Gluten free diet and heart disease risk

We’re all waking up to gluten headlines again …. They always catch us by surprise, don’t they? A Daily Mail-free selection:

“Gluten free diet could raise heart attack risk”The Times.

“Gluten-free diet can do more harm than good for people without coeliac disease, scientists say”The Independent.

“Gluten-free diet should not be eaten by people who are not coeliac, say scientists”The Telegraph

“GLUTEN-FREE FEAR: Should you follow Gwyneth Paltrow and go gluten-free? Trendy diet ‘increases your risk of heart disease’”The Sun

I’m not going to put each article under the microscope this time. In fact, most of the content doesn’t seem that bad – I’ve only skim-read – though the comments are as usual dominated by the ill-informed and best avoided.

The headlines feel more contentious, to me – because they generally shout about ‘gluten free’ diets, when the research on which these news stories are pegged did NOT concern gluten free diets, but how gluten intake might be related to heart health.

Here is the study, published in the BMJ by a Harvard team. It seems to be along the same lines as the research that led to the gluten / diabetes headlines of six weeks ago, which I blogged about here.

This is the stated aim of the study, in the researchers’ own words:
To examine the association of long term intake of gluten with the development of incident coronary heart disease.

This is part of the conclusion:
Long term dietary intake of gluten was not associated with risk of coronary heart disease. However, the avoidance of gluten may result in reduced consumption of beneficial whole grains, which may affect cardiovascular risk.

This seems logical and sensible. Whole grains are known to be beneficial to health, and if your intake of our major source of them – wheat, mainly – is low, then those benefits will be reduced too, and your risk might be raised. It’s logical to assume if you eliminate them entirely, then your risk might be raised further. More research is needed, though, as the researchers point out.

Meanwhile, coeliacs deserve to be reassured. Here is, to my mind, the most important extract from the actual study:

This was not about coeliac disease; this was not about gluten-free diets; this was not about free-from foods.

A plate of quinoa, pictured earlier

Coeliacs: this was absolutely not about you.

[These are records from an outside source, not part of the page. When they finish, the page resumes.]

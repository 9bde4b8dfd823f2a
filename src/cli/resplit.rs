//! Resplit command: re-split a segment the TTS engine rejected.

use anyhow::{Context, Result};
use clap::Args;
use std::fs;
use std::path::PathBuf;

use super::utils::{build_records, build_segmenter, segmenter_from, BudgetArgs};
use crate::config::load_report_config;
use crate::domain::SegmentRecord;
use crate::plan::{expand_failed_job, FallbackLevel, SegmentJob};
use crate::render::render_jsonl;

#[derive(Args)]
pub struct ResplitArgs {
    /// Chapter JSONL file written by `split`
    #[arg(value_name = "JSONL")]
    pub segments: PathBuf,

    /// Job suffix of the failed segment (e.g., l_003 or l_003_s_01)
    #[arg(short = 'j', long, value_name = "JOB")]
    pub job: String,

    /// Rewrite the JSONL file in place instead of printing to stdout
    #[arg(long)]
    pub in_place: bool,

    #[command(flatten)]
    pub budget: BudgetArgs,
}

pub fn run(args: ResplitArgs) -> Result<()> {
    // Settings come from the report `split` wrote next to the JSONL, unless a
    // config file is given explicitly.
    let report_path = args.segments.with_file_name("report.json");
    let segmenter = match args.budget.config {
        Some(_) => build_segmenter(&args.segments, &args.budget)?,
        None => match load_report_config(&report_path)? {
            Some(base) => {
                tracing::debug!("Using settings from {}", report_path.display());
                segmenter_from(base, &args.budget)?
            }
            None => build_segmenter(&args.segments, &args.budget)?,
        },
    };
    let content = fs::read_to_string(&args.segments)
        .with_context(|| format!("Failed reading {}", args.segments.display()))?;

    let records = content
        .lines()
        .enumerate()
        .filter(|(_, line)| !line.trim().is_empty())
        .map(|(n, line)| {
            serde_json::from_str::<SegmentRecord>(line).with_context(|| {
                format!("Invalid segment record on line {} of {}", n + 1, args.segments.display())
            })
        })
        .collect::<Result<Vec<_>>>()?;

    let Some(chapter) = records.first().map(|r| r.chapter.clone()) else {
        anyhow::bail!("No segments in {}", args.segments.display());
    };

    let mut jobs: Vec<SegmentJob> = records
        .into_iter()
        .map(|r| SegmentJob {
            level: FallbackLevel::from_suffix(&r.job),
            text: r.text,
            style: r.style,
            suffix: r.job,
        })
        .collect();

    let Some(index) = jobs.iter().position(|j| j.suffix == args.job) else {
        anyhow::bail!("Job {} not found in {}", args.job, args.segments.display());
    };

    if !expand_failed_job(&mut jobs, index, segmenter.config(), segmenter.splitter()) {
        anyhow::bail!("Job {} cannot be split further", args.job);
    }

    let rendered = render_jsonl(&build_records(&chapter, segmenter.config(), jobs));
    if args.in_place {
        fs::write(&args.segments, rendered)
            .with_context(|| format!("Failed writing {}", args.segments.display()))?;
    } else {
        print!("{}", rendered);
    }
    Ok(())
}
//! Style annotations.
//!
//! Annotated chapters mark delivery styles with a tag at the start of a line:
//!
//! ```text
//! [WHISPER] Do not wake the guards.
//! They slept on.
//! [SHOUT] Run!
//! ```
//!
//! Only tags listed in the known styles switch style; any other bracketed
//! prefix is ordinary text.

use crate::domain::DEFAULT_STYLE;
use once_cell::sync::Lazy;
use regex::Regex;
use serde::Serialize;

static STYLE_TAG_RE: Lazy<Regex> =
    Lazy::new(|| Regex::new(r"^\s*\[([A-Za-z0-9_]+)\]\s*(.*)$").expect("valid style tag regex"));

/// A run of consecutive lines sharing one style.
#[derive(Debug, Clone, PartialEq, Eq, Serialize)]
pub struct StyledSection {
    pub style: String,
    pub text: String,
}

/// Group lines by the most recent known style tag.
///
/// Blank lines are dropped. Repeating the current tag does not start a new
/// section.
pub fn parse_annotated_text<S: AsRef<str>>(text: &str, known_styles: &[S]) -> Vec<StyledSection> {
    let mut sections = Vec::new();
    let mut current_style = DEFAULT_STYLE.to_string();
    let mut lines: Vec<&str> = Vec::new();

    for line in text.lines() {
        let tagged = STYLE_TAG_RE.captures(line).and_then(|caps| {
            let key = caps.get(1)?.as_str();
            if known_styles.iter().any(|s| s.as_ref() == key) {
                Some((key, caps.get(2).map_or("", |m| m.as_str().trim())))
            } else {
                tracing::debug!("Unknown style tag [{}]; keeping line as text", key);
                None
            }
        });

        match tagged {
            Some((style, rest)) => {
                if style != current_style {
                    flush(&mut sections, &current_style, &mut lines);
                    current_style = style.to_string();
                }
                if !rest.is_empty() {
                    lines.push(rest);
                }
            }
            None => {
                if !line.trim().is_empty() {
                    lines.push(line);
                }
            }
        }
    }

    flush(&mut sections, &current_style, &mut lines);
    sections
}

fn flush(sections: &mut Vec<StyledSection>, style: &str, lines: &mut Vec<&str>) {
    let text = lines.join("\n");
    lines.clear();
    let text = text.trim();
    if !text.is_empty() {
        sections.push(StyledSection { style: style.to_string(), text: text.to_string() });
    }
}
//! tts-segment: split chapters into budget-sized TTS segments.

use anyhow::Result;

fn main() -> Result<()> {
    tts_segmenter::cli::run()
}
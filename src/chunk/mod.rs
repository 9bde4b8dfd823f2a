//! Chapter segmentation.
//!
//! The cascade, from coarse to fine:
//!
//! 1. paragraphs combined up to a character budget ([`combine_paragraphs_by_chars`]),
//!    or newline-delimited lines in [`UnitMode::Line`];
//! 2. sentences packed greedily up to the token budget ([`group_units`]);
//! 3. hard character cuts for anything still too large ([`split_by_chars`]).
//!
//! None of these fail: empty input gives no segments and every oversized unit
//! is eventually cut small enough.

use crate::domain::{ConfigError, SegmenterConfig, UnitMode, DEFAULT_STYLE};
use crate::text::{normalize_text, parse_annotated_text};
use serde::Serialize;

pub mod grouping;
pub mod hard_split;
pub mod line_chunker;
pub mod paragraph;
pub mod paragraph_chunker;
pub mod sentence;

pub use grouping::{group_sentences, group_units, group_units_with};
pub use hard_split::split_by_chars;
pub use line_chunker::LineChunker;
pub use paragraph::{combine_paragraphs_by_chars, split_lines, split_paragraphs};
pub use paragraph_chunker::ParagraphChunker;
pub use sentence::{
    build_sentence_splitter, split_into_sentences, RegexSentenceSplitter, SentenceSplitter,
};

/// Segment `raw_text` in paragraph mode with the regex sentence splitter.
///
/// Use [`Segmenter`] for line mode or rule-based sentence detection.
pub fn segment_text(
    raw_text: &str,
    paragraph_char_budget: usize,
    token_budget: usize,
    chars_per_token: f64,
) -> Vec<String> {
    ParagraphChunker::new(&RegexSentenceSplitter).chunk(
        raw_text,
        paragraph_char_budget,
        token_budget,
        chars_per_token,
    )
}

/// A segment tagged with the delivery style it was annotated with.
#[derive(Debug, Clone, PartialEq, Eq, Serialize)]
pub struct StyledSegment {
    pub style: String,
    pub text: String,
}

/// Configured segmentation pipeline.
pub struct Segmenter {
    config: SegmenterConfig,
    splitter: Box<dyn SentenceSplitter>,
}

impl Segmenter {
    /// Validate `config` and build the sentence splitter it selects.
    pub fn new(config: SegmenterConfig) -> Result<Self, ConfigError> {
        config.validate()?;
        let splitter = build_sentence_splitter(config.splitter);
        tracing::debug!("Using {} sentence splitter", splitter.name());
        Ok(Self { config, splitter })
    }

    /// Like [`Segmenter::new`] with an explicit splitter.
    pub fn with_splitter(
        config: SegmenterConfig,
        splitter: Box<dyn SentenceSplitter>,
    ) -> Result<Self, ConfigError> {
        config.validate()?;
        Ok(Self { config, splitter })
    }

    pub fn config(&self) -> &SegmenterConfig {
        &self.config
    }

    pub fn splitter(&self) -> &dyn SentenceSplitter {
        self.splitter.as_ref()
    }

    /// Segment text as-is in the configured unit mode.
    pub fn segment(&self, text: &str) -> Vec<String> {
        let cfg = &self.config;
        match cfg.mode {
            UnitMode::Paragraph => ParagraphChunker::new(self.splitter()).chunk(
                text,
                cfg.paragraph_char_budget,
                cfg.token_budget,
                cfg.chars_per_token,
            ),
            UnitMode::Line => {
                LineChunker::new(self.splitter()).chunk(text, cfg.token_budget, cfg.chars_per_token)
            }
        }
    }

    /// Full chapter pipeline: optional normalization, optional style
    /// annotations, then [`Segmenter::segment`] per styled section.
    pub fn segment_chapter(&self, text: &str) -> Vec<StyledSegment> {
        let text = if self.config.normalize { normalize_text(text) } else { text.to_string() };

        if !self.config.annotated {
            return self
                .segment(&text)
                .into_iter()
                .map(|t| StyledSegment { style: DEFAULT_STYLE.to_string(), text: t })
                .collect();
        }

        parse_annotated_text(&text, &self.config.known_styles)
            .into_iter()
            .flat_map(|section| {
                self.segment(&section.text)
                    .into_iter()
                    .map(move |t| StyledSegment { style: section.style.clone(), text: t })
            })
            .collect()
    }
}

#[cfg(test)]
mod tests {
    use super::*;
    use crate::domain::SplitterKind;
    use crate::utils::estimate_tokens;
    use similar_asserts::assert_eq;

    fn regex_config() -> SegmenterConfig {
        SegmenterConfig { splitter: SplitterKind::Regex, ..Default::default() }
    }

    fn non_ws(text: &str) -> String {
        text.chars().filter(|c| !c.is_whitespace()).collect()
    }

    const CHAPTER: &str = "The rain had not stopped for three days. Mud covered the road to the old mill, and the carts sank to their axles.\n\n\"We wait,\" said the captain. Nobody argued.\n\nBy the fourth morning the sky cleared! The men cheered, packed their tents, and marched north before noon. Would the bridge still stand? Nobody knew.\n\nAn_absurdly_long_identifier_without_any_spaces_that_cannot_be_broken_on_words_at_all_and_keeps_going.";

    #[test]
    fn empty_input_gives_empty_output() {
        assert!(segment_text("", 1000, 100, 3.0).is_empty());
        assert!(segment_text("  \n\n\t \n", 1000, 100, 3.0).is_empty());
    }

    #[test]
    fn single_short_sentence_is_one_segment() {
        assert_eq!(segment_text("Hello world.", 1000, 100, 3.0), vec!["Hello world."]);
    }

    #[test]
    fn short_paragraphs_are_combined() {
        assert_eq!(
            segment_text("Para one text.\n\nPara two text.", 1000, 1000, 3.0),
            vec!["Para one text.\n\nPara two text."]
        );
    }

    #[test]
    fn greedy_sentence_packing() {
        assert_eq!(segment_text("A. B. C.", 1000, 2, 3.0), vec!["A. B.", "C."]);
    }

    #[test]
    fn unbroken_run_is_sliced() {
        let text = "q".repeat(500);
        let segments = segment_text(&text, 1000, 10, 3.0);
        assert!(segments.len() > 1);
        assert!(segments.iter().all(|s| !s.is_empty() && s.chars().count() <= 30));
        assert_eq!(segments.concat(), text);
    }

    #[test]
    fn properties_hold_across_budgets() {
        for &(para, budget, cpt) in
            &[(1100, 350, 3.0), (800, 170, 1.9), (200, 20, 2.5), (50, 5, 1.0), (1000, 1, 3.0)]
        {
            let segments = segment_text(CHAPTER, para, budget, cpt);
            assert!(!segments.is_empty());
            assert_eq!(non_ws(&segments.concat()), non_ws(CHAPTER), "content lost at {budget}");
            let mut cursor = 0usize;
            let flat = non_ws(CHAPTER);
            for segment in &segments {
                assert!(!segment.trim().is_empty());
                assert!(estimate_tokens(segment, cpt) <= budget, "{segment:?} over {budget}");
                let piece = non_ws(segment);
                let found = flat[cursor..].find(&piece).expect("segment in order");
                assert_eq!(found, 0);
                cursor += piece.len();
            }
        }
    }

    #[test]
    fn segmentation_is_deterministic() {
        assert_eq!(segment_text(CHAPTER, 300, 40, 2.0), segment_text(CHAPTER, 300, 40, 2.0));
    }

    #[test]
    fn resegmenting_keeps_content() {
        let first = segment_text(CHAPTER, 300, 40, 2.0);
        let joined = first.join("\n\n");
        let second = segment_text(&joined, 300, 40, 2.0);
        assert_eq!(non_ws(&second.concat()), non_ws(&first.concat()));
    }

    #[test]
    fn segmenter_rejects_invalid_config() {
        let cfg = SegmenterConfig { chars_per_token: 0.0, ..regex_config() };
        assert!(Segmenter::new(cfg).is_err());
    }

    struct SemicolonSplitter;

    impl SentenceSplitter for SemicolonSplitter {
        fn name(&self) -> &'static str {
            "semicolon"
        }

        fn split(&self, text: &str) -> Vec<String> {
            text.split(';').map(str::trim).filter(|s| !s.is_empty()).map(String::from).collect()
        }
    }

    #[test]
    fn custom_splitter_drives_sentence_grouping() {
        let cfg = SegmenterConfig { token_budget: 2, ..regex_config() };
        let segmenter =
            Segmenter::with_splitter(cfg, Box::new(SemicolonSplitter)).expect("segmenter");
        assert_eq!(segmenter.splitter().name(), "semicolon");
        assert_eq!(segmenter.segment("abc;def;gh"), vec!["abc", "def gh"]);

        let bad = SegmenterConfig { token_budget: 0, ..regex_config() };
        assert!(Segmenter::with_splitter(bad, Box::new(SemicolonSplitter)).is_err());
    }

    #[test]
    fn line_mode_joins_with_newlines() {
        let cfg = SegmenterConfig { mode: UnitMode::Line, ..regex_config() };
        let segmenter = Segmenter::new(cfg).expect("segmenter");
        assert_eq!(segmenter.segment("one\n\ntwo\nthree"), vec!["one\ntwo\nthree"]);
    }

    #[test]
    fn chapter_pipeline_normalizes_and_tracks_styles() {
        let cfg = SegmenterConfig {
            annotated: true,
            known_styles: vec!["WHISPER".to_string()],
            ..regex_config()
        };
        let segmenter = Segmenter::new(cfg).expect("segmenter");
        let segments = segmenter.segment_chapter("He spoke\u{2026}\n[WHISPER] \u{201C}Quiet.\u{201D}");
        assert_eq!(
            segments,
            vec![
                StyledSegment { style: DEFAULT_STYLE.into(), text: "He spoke...".into() },
                StyledSegment { style: "WHISPER".into(), text: "\"Quiet.\"".into() },
            ]
        );
    }

    #[test]
    fn chapter_pipeline_without_normalization_keeps_text() {
        let cfg = SegmenterConfig { normalize: false, ..regex_config() };
        let segmenter = Segmenter::new(cfg).expect("segmenter");
        let segments = segmenter.segment_chapter("It\u{2019}s here.");
        assert_eq!(segments[0].text, "It\u{2019}s here.");
        assert_eq!(segments[0].style, DEFAULT_STYLE);
    }
}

Coeliacs: you’ll hopefully have received advice from a dietitian to ensure that you get a good intake of wholegrain foods (brown rice, quinoa etc), which are known to protect against cardiovascular disease. It’s perfectly possible to follow a heart-healthy gluten-free diet.

What this essentially is – or should be seen as – is a warning against casually throwing out gluten-containing whole grains without thought to what you’ll be replacing them with. I’m reminded of a similar warning only weeks ago about doing likewise with milk, when the National Osteoporosis Society alerted us to a future ‘ticking time bomb’ of weak bones. I saw dairy allergics and vegans upset by this, but again – this was not about them. They, in my experience, have been well advised on how to replace milk in the diet; they’re informed and have often received help from a dietitian. They, like coeliacs, generally know what they are doing.

Clean eating kids following Gwynneth Paltrow and her ilk – who make it all sound so easy, and look so aesthetically beautiful – are the members of society least likely to know what they’re doing. They are who we all should be worried about here – not coeliacs, vegans and food allergy folk who’ve been managing their free from diets successfully for years, are perfectly well and healthy, and don’t deserve to be alarmed by newspaper headlines.